//! Networking modules for the storefront REST API.
//!
//! SYSTEM CONTEXT
//! ==============
//! `api` performs the HTTP calls behind the `StoreApi` seam and `types`
//! defines the wire schema shared with the backend.

pub mod api;
pub mod types;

* * *

WHAT THE TASK ASKS
Write every entry out again, exactly as it stands.

THE ANSWER
//! Networking modules for the storefront REST API.
//!
//! SYSTEM CONTEXT
//! ==============
//! `api` performs the HTTP calls behind the `StoreApi` seam and `types`
//! defines the wire schema shared with the backend.

pub mod api;
pub mod types;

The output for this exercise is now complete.